Boosting cyclability performance of the LiNi0.8Co0.15Al0.05O2 cathode by a polyacrylonitrile-induced conductive carbon surface coating

Abstract

Although the high energy density of Ni-rich LiNi0.8Co0.15Al0.05O2 (NCA) cathode holds great promise in Li-ion batteries, the moisture sensitivity and undesired dissolution of Ni2+ in electrolytes that causes rapid capacity fading restrict their further commercial applications. Surface coating is an efficient method to address the problems above. Herein, surface modification of the NCA cathode by using a cheap and highly conductive polyacrylonitrile-induced carbon coating is investigated, and molecular dynamics simulation results suggest that the carbon layer should be as thin as possible.
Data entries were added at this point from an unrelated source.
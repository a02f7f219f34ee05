//! Video listing, publishing and owner mutations.

use axum::{
    extract::{Multipart, Path, Query},
    Extension,
};
use serde::Deserialize;
use serde_json::{json, Value};

use crate::api::{ApiResponse, ApiResult};
use crate::database::models::{Video, VideoDetail, VideoSummary};
use crate::database::repos::videos::{self, ListVideosParams, NewVideo};
use crate::database::DatabaseManager;
use crate::error::ApiError;
use crate::handlers::upload;
use crate::middleware::AuthUser;
use crate::query::{Page, PageParams};
use crate::storage;
use crate::validate;

#[derive(Debug, Deserialize)]
pub struct ListVideosQuery {
    pub page: Option<i64>,
    pub limit: Option<i64>,
    pub query: Option<String>,
    #[serde(rename = "sortBy")]
    pub sort_by: Option<String>,
    #[serde(rename = "sortType")]
    pub sort_type: Option<String>,
    #[serde(rename = "userId")]
    pub user_id: Option<String>,
}

/// GET /api/v1/videos - Paged listing of published videos
pub async fn list(Query(params): Query<ListVideosQuery>) -> ApiResult<Page<VideoSummary>> {
    let owner = match params.user_id.as_deref().filter(|s| !s.trim().is_empty()) {
        Some(raw) => Some(validate::parse_id(raw, "User")?),
        None => None,
    };

    let list_params = ListVideosParams {
        page: PageParams::from_query(params.page, params.limit),
        search: params.query.filter(|q| !q.trim().is_empty()),
        sort_by: params.sort_by,
        sort_type: params.sort_type,
        owner,
    };

    let pool = DatabaseManager::pool().await?;
    let page = videos::list(&pool, &list_params).await?;
    Ok(ApiResponse::ok(page, "Videos fetched successfully"))
}

/// POST /api/v1/videos - Upload and register a new video
///
/// Multipart form: `title`, `description` plus `videoFile` and `thumbnail`
/// files. The stored video starts unpublished; duration comes from the
/// media store's probe.
pub async fn publish(
    Extension(user): Extension<AuthUser>,
    multipart: Multipart,
) -> ApiResult<Video> {
    let form = upload::read_form(multipart).await?;

    let title = form.text("title");
    let description = form.text("description");
    validate::require_fields(&[("title", title), ("description", description)])?;

    let video_file =
        form.file("videoFile").ok_or_else(|| ApiError::bad_request("Video file is required"))?;
    let thumbnail_file =
        form.file("thumbnail").ok_or_else(|| ApiError::bad_request("Thumbnail is required"))?;

    let video_asset = storage::store().upload(video_file.path()).await?;
    let thumbnail_asset = match storage::store().upload(thumbnail_file.path()).await {
        Ok(asset) => asset,
        Err(e) => {
            storage::delete_best_effort(&video_asset.public_id).await;
            return Err(e.into());
        }
    };

    let pool = DatabaseManager::pool().await?;
    let inserted = videos::insert(
        &pool,
        NewVideo {
            title: title.unwrap(),
            description: description.unwrap(),
            video_url: &video_asset.url,
            video_public_id: &video_asset.public_id,
            thumbnail_url: &thumbnail_asset.url,
            thumbnail_public_id: &thumbnail_asset.public_id,
            duration: video_asset.duration.unwrap_or(0.0),
            owner: user.id,
        },
    )
    .await;

    match inserted {
        Ok(video) => Ok(ApiResponse::created(video, "Video uploaded successfully")),
        Err(e) => {
            storage::delete_best_effort(&video_asset.public_id).await;
            storage::delete_best_effort(&thumbnail_asset.public_id).await;
            Err(e.into())
        }
    }
}

/// GET /api/v1/videos/:videoId - Video detail with like and subscription
/// computations. The view count bump and watch-history set-add run after
/// the read and never fail it.
pub async fn get_by_id(
    Extension(user): Extension<AuthUser>,
    Path(video_id): Path<String>,
) -> ApiResult<VideoDetail> {
    let video_id = validate::parse_id(&video_id, "Video")?;

    let pool = DatabaseManager::pool().await?;
    let detail = videos::detail(&pool, video_id, user.id)
        .await?
        .ok_or_else(|| ApiError::not_found("Video not found"))?;

    let viewer = user.id;
    let side_pool = pool.clone();
    tokio::spawn(async move {
        if let Err(e) = videos::increment_views(&side_pool, video_id).await {
            tracing::warn!("Failed to increment views for {}: {}", video_id, e);
        }
        if let Err(e) =
            crate::database::repos::users::add_watch_entry(&side_pool, viewer, video_id).await
        {
            tracing::warn!("Failed to record watch history for {}: {}", viewer, e);
        }
    });

    Ok(ApiResponse::ok(detail, "Video details fetched successfully"))
}

/// PATCH /api/v1/videos/:videoId - Owner-only edit of title, description
/// and optionally the thumbnail
pub async fn update(
    Extension(user): Extension<AuthUser>,
    Path(video_id): Path<String>,
    multipart: Multipart,
) -> ApiResult<Video> {
    let video_id = validate::parse_id(&video_id, "Video")?;
    let form = upload::read_form(multipart).await?;

    let title = form.text("title");
    let description = form.text("description");
    validate::require_fields(&[("title", title), ("description", description)])?;

    let pool = DatabaseManager::pool().await?;
    let video = videos::find_by_id(&pool, video_id)
        .await?
        .ok_or_else(|| ApiError::not_found("Video not found"))?;
    validate::ensure_owner(user.id, video.owner_id, "edit this video")?;

    let thumbnail = match form.file("thumbnail") {
        Some(file) => Some(storage::store().upload(file.path()).await?),
        None => None,
    };

    let updated = videos::update(
        &pool,
        video_id,
        title.unwrap(),
        description.unwrap(),
        thumbnail.as_ref().map(|t| (t.url.as_str(), t.public_id.as_str())),
    )
    .await?;

    if thumbnail.is_some() {
        storage::delete_best_effort(&video.thumbnail_public_id).await;
    }

    Ok(ApiResponse::ok(updated, "Video updated successfully"))
}

/// DELETE /api/v1/videos/:videoId - Owner-only delete
pub async fn delete(
    Extension(user): Extension<AuthUser>,
    Path(video_id): Path<String>,
) -> ApiResult<Value> {
    let video_id = validate::parse_id(&video_id, "Video")?;

    let pool = DatabaseManager::pool().await?;
    let video = videos::find_by_id(&pool, video_id)
        .await?
        .ok_or_else(|| ApiError::not_found("Video not found"))?;
    validate::ensure_owner(user.id, video.owner_id, "delete this video")?;

    videos::delete(&pool, video_id).await?;

    // Row is gone; stored media follows best-effort
    storage::delete_best_effort(&video.video_public_id).await;
    storage::delete_best_effort(&video.thumbnail_public_id).await;

    Ok(ApiResponse::ok(json!({}), "Video deleted successfully"))
}

/// PATCH /api/v1/videos/toggle/publish/:videoId - Owner-only publish flip
pub async fn toggle_publish(
    Extension(user): Extension<AuthUser>,
    Path(video_id): Path<String>,
) -> ApiResult<Value> {
    let video_id = validate::parse_id(&video_id, "Video")?;

    let pool = DatabaseManager::pool().await?;
    let video = videos::find_by_id(&pool, video_id)
        .await?
        .ok_or_else(|| ApiError::not_found("Video not found"))?;
    validate::ensure_owner(user.id, video.owner_id, "toggle publish status")?;

    let toggled = videos::toggle_publish(&pool, video_id).await?;
    let message = if toggled.is_published {
        "Video published successfully"
    } else {
        "Video unpublished successfully"
    };

    Ok(ApiResponse::ok(json!({ "isPublished": toggled.is_published }), message))
}
use chrono::{DateTime, Utc};
use serde::Serialize;
use sqlx::FromRow;
use uuid::Uuid;

use super::user::OwnerSnippet;

/// Full playlist row
#[derive(Debug, Clone, FromRow, Serialize)]
pub struct Playlist {
    pub id: Uuid,
    pub name: String,
    pub description: String,
    #[serde(rename = "owner")]
    pub owner_id: Uuid,
    #[serde(rename = "createdAt")]
    pub created_at: DateTime<Utc>,
    #[serde(rename = "updatedAt")]
    pub updated_at: DateTime<Utc>,
}

/// Listing item with membership totals
#[derive(Debug, FromRow, Serialize)]
pub struct PlaylistSummary {
    pub id: Uuid,
    pub name: String,
    pub description: String,
    #[serde(rename = "totalVideos")]
    pub total_videos: i64,
    #[serde(rename = "totalViews")]
    pub total_views: i64,
    #[serde(rename = "updatedAt")]
    pub updated_at: DateTime<Utc>,
}

/// Playlist header row for the detail read; videos are fetched separately
#[derive(Debug, FromRow)]
pub struct PlaylistDetailRow {
    pub id: Uuid,
    pub name: String,
    pub description: String,
    pub created_at: DateTime<Utc>,
    pub updated_at: DateTime<Utc>,
    pub total_videos: i64,
    pub total_views: i64,
    #[sqlx(flatten)]
    pub owner: OwnerSnippet,
}

/// Member video projection inside a playlist detail
#[derive(Debug, FromRow, Serialize)]
pub struct PlaylistVideo {
    pub id: Uuid,
    pub title: String,
    pub description: String,
    #[serde(rename = "videoFile")]
    pub video_url: String,
    #[serde(rename = "thumbnail")]
    pub thumbnail_url: String,
    pub duration: f64,
    pub views: i64,
    #[serde(rename = "createdAt")]
    pub created_at: DateTime<Utc>,
}

/// Assembled playlist detail response
#[derive(Debug, Serialize)]
pub struct PlaylistDetail {
    pub id: Uuid,
    pub name: String,
    pub description: String,
    #[serde(rename = "createdAt")]
    pub created_at: DateTime<Utc>,
    #[serde(rename = "updatedAt")]
    pub updated_at: DateTime<Utc>,
    #[serde(rename = "totalVideos")]
    pub total_videos: i64,
    #[serde(rename = "totalViews")]
    pub total_views: i64,
    pub owner: OwnerSnippet,
    pub videos: Vec<PlaylistVideo>,
}

impl PlaylistDetail {
    pub fn assemble(row: PlaylistDetailRow, videos: Vec<PlaylistVideo>) -> Self {
        Self {
            id: row.id,
            name: row.name,
            description: row.description,
            created_at: row.created_at,
            updated_at: row.updated_at,
            total_videos: row.total_videos,
            total_views: row.total_views,
            owner: row.owner,
            videos,
        }
    }
}
use chrono::{DateTime, Utc};
use serde::Serialize;
use sqlx::FromRow;
use uuid::Uuid;

use super::user::{ChannelSnippet, OwnerSnippet};

/// Full video row
#[derive(Debug, Clone, FromRow, Serialize)]
pub struct Video {
    pub id: Uuid,
    pub title: String,
    pub description: String,
    #[serde(rename = "videoFile")]
    pub video_url: String,
    #[serde(skip_serializing)]
    pub video_public_id: String,
    #[serde(rename = "thumbnail")]
    pub thumbnail_url: String,
    #[serde(skip_serializing)]
    pub thumbnail_public_id: String,
    pub duration: f64,
    pub views: i64,
    #[serde(rename = "isPublished")]
    pub is_published: bool,
    #[serde(rename = "owner")]
    pub owner_id: Uuid,
    #[serde(rename = "createdAt")]
    pub created_at: DateTime<Utc>,
    #[serde(rename = "updatedAt")]
    pub updated_at: DateTime<Utc>,
}

/// Listing item carrying the denormalized owner snippet
#[derive(Debug, FromRow, Serialize)]
pub struct VideoSummary {
    pub id: Uuid,
    pub title: String,
    pub description: String,
    #[serde(rename = "videoFile")]
    pub video_url: String,
    #[serde(rename = "thumbnail")]
    pub thumbnail_url: String,
    pub duration: f64,
    pub views: i64,
    #[serde(rename = "isPublished")]
    pub is_published: bool,
    #[serde(rename = "createdAt")]
    pub created_at: DateTime<Utc>,
    #[sqlx(flatten)]
    pub owner: OwnerSnippet,
}

/// Single-video read with like and subscription computations
#[derive(Debug, FromRow, Serialize)]
pub struct VideoDetail {
    pub id: Uuid,
    pub title: String,
    pub description: String,
    #[serde(rename = "videoFile")]
    pub video_url: String,
    pub duration: f64,
    pub views: i64,
    #[serde(rename = "createdAt")]
    pub created_at: DateTime<Utc>,
    #[serde(rename = "likesCount")]
    pub likes_count: i64,
    #[serde(rename = "isLiked")]
    pub is_liked: bool,
    #[sqlx(flatten)]
    pub owner: ChannelSnippet,
}
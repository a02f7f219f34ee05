mod common;

use anyhow::Result;
use reqwest::StatusCode;

#[tokio::test]
async fn healthcheck_reports_envelope() -> Result<()> {
    if !common::database_configured() {
        return Ok(());
    }
    let server = common::ensure_server().await?;
    let client = reqwest::Client::new();

    let res = client.get(format!("{}/healthcheck", server.base_url)).send().await?;
    assert_eq!(res.status(), StatusCode::OK, "unexpected status: {}", res.status());

    let payload = res.json::<serde_json::Value>().await?;
    assert!(payload["success"].as_bool().unwrap_or(false), "success=false: {}", payload);
    assert_eq!(payload["statusCode"], 200);
    assert_eq!(payload["data"]["status"], "ok");

    Ok(())
}
pub mod like;
pub mod playlist;
pub mod subscription;
pub mod user;
pub mod video;

pub use like::{Like, LikeTarget};
pub use playlist::{Playlist, PlaylistDetail, PlaylistDetailRow, PlaylistSummary, PlaylistVideo};
pub use subscription::{SubscribedChannel, SubscribedChannelRow, SubscriberEntry, Subscription};
pub use user::{ChannelProfile, ChannelSnippet, OwnerSnippet, PublicUser, User};
pub use video::{Video, VideoDetail, VideoSummary};
//! Subscription toggle and the two membership reads.

use axum::{extract::Path, Extension};
use serde_json::{json, Value};

use crate::api::{ApiResponse, ApiResult};
use crate::database::models::{SubscribedChannel, SubscriberEntry};
use crate::database::repos::{subscriptions, users};
use crate::database::DatabaseManager;
use crate::error::ApiError;
use crate::middleware::AuthUser;
use crate::validate;

/// POST /api/v1/subscriptions/c/:channelId - Toggle a subscription
pub async fn toggle(
    Extension(user): Extension<AuthUser>,
    Path(channel_id): Path<String>,
) -> ApiResult<Value> {
    let channel = validate::parse_id(&channel_id, "Channel")?;

    // Self-subscription is always rejected, whatever the current state
    if channel == user.id {
        return Err(ApiError::bad_request("You cannot subscribe to your own channel"));
    }

    let pool = DatabaseManager::pool().await?;
    if !users::exists(&pool, channel).await? {
        return Err(ApiError::not_found("Channel not found"));
    }

    let subscribed = subscriptions::toggle(&pool, user.id, channel).await?;
    let message = if subscribed { "Subscribed successfully" } else { "Unsubscribed successfully" };

    Ok(ApiResponse::ok(json!({ "subscribed": subscribed }), message))
}

/// GET /api/v1/subscriptions/c/:channelId - Subscriber list of a channel
pub async fn channel_subscribers(
    Path(channel_id): Path<String>,
) -> ApiResult<Vec<SubscriberEntry>> {
    let channel = validate::parse_id(&channel_id, "Channel")?;

    let pool = DatabaseManager::pool().await?;
    let subscribers = subscriptions::subscribers(&pool, channel).await?;
    Ok(ApiResponse::ok(subscribers, "Subscribers fetched successfully"))
}

/// GET /api/v1/subscriptions/u/:subscriberId - Channels a user subscribes to
pub async fn subscribed_channels(
    Path(subscriber_id): Path<String>,
) -> ApiResult<Vec<SubscribedChannel>> {
    let subscriber = validate::parse_id(&subscriber_id, "Subscriber")?;

    let pool = DatabaseManager::pool().await?;
    let channels = subscriptions::subscribed_channels(&pool, subscriber).await?;
    Ok(ApiResponse::ok(channels, "Subscribed channels fetched successfully"))
}
pub mod manager;
pub mod models;
pub mod repos;
pub mod schema;

pub use manager::{DatabaseError, DatabaseManager};
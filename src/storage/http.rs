use std::path::Path;
use std::time::Duration;

use async_trait::async_trait;
use reqwest::multipart;

use super::{MediaAsset, MediaError, MediaStore};

/// HTTP client for the external media store.
///
/// `POST {endpoint}/upload` with a multipart `file` part returns
/// `{url, public_id, duration?}`; `DELETE {endpoint}/assets/{public_id}`
/// removes an asset.
pub struct HttpMediaStore {
    client: reqwest::Client,
    endpoint: String,
    api_key: String,
}

impl HttpMediaStore {
    pub fn from_config() -> Self {
        let media = &crate::config::config().media;
        let client = reqwest::Client::builder()
            .timeout(Duration::from_secs(media.request_timeout_secs))
            .build()
            .expect("reqwest client");
        Self { client, endpoint: media.endpoint.clone(), api_key: media.api_key.clone() }
    }
}

#[async_trait]
impl MediaStore for HttpMediaStore {
    async fn upload(&self, local_path: &Path) -> Result<MediaAsset, MediaError> {
        if self.endpoint.is_empty() {
            return Err(MediaError::NotConfigured);
        }

        let bytes = tokio::fs::read(local_path).await?;
        let filename = local_path
            .file_name()
            .map(|n| n.to_string_lossy().into_owned())
            .unwrap_or_else(|| "upload.bin".to_string());

        let form = multipart::Form::new()
            .part("file", multipart::Part::bytes(bytes).file_name(filename));

        let response = self
            .client
            .post(format!("{}/upload", self.endpoint))
            .bearer_auth(&self.api_key)
            .multipart(form)
            .send()
            .await
            .map_err(|e| MediaError::UploadFailed(e.to_string()))?;

        if !response.status().is_success() {
            return Err(MediaError::UploadFailed(format!(
                "media store answered {}",
                response.status()
            )));
        }

        let asset = response
            .json::<MediaAsset>()
            .await
            .map_err(|e| MediaError::UploadFailed(e.to_string()))?;

        tracing::info!("Uploaded media asset {}", asset.public_id);
        Ok(asset)
    }

    async fn delete(&self, public_id: &str) -> Result<(), MediaError> {
        if self.endpoint.is_empty() {
            return Err(MediaError::NotConfigured);
        }

        let response = self
            .client
            .delete(format!("{}/assets/{}", self.endpoint, public_id))
            .bearer_auth(&self.api_key)
            .send()
            .await
            .map_err(|e| MediaError::DeleteFailed(e.to_string()))?;

        if !response.status().is_success() {
            return Err(MediaError::DeleteFailed(format!(
                "media store answered {}",
                response.status()
            )));
        }

        Ok(())
    }
}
In this way, NCA coated with a highly conductive carbon layer of 5 nm in thickness with enhanced cyclability and integral electrochemical performance is made. The coated carbon film also served as a protective layer by shielding the host NCA cathode materials from direct contact with the electrolyte, thus resulting in enhanced electron transfer. During the charge-discharge repeated cycles 100 times, the carbon-coated NCA cathode exhibits an improved capacity retention (98.4%) at a rate of 1 C over pristine NCA (93.1%). The uniform surface coating strategy might serve as an industrial scalable approach to coat a continuous carbon layer on other electrode materials at a relatively low cost.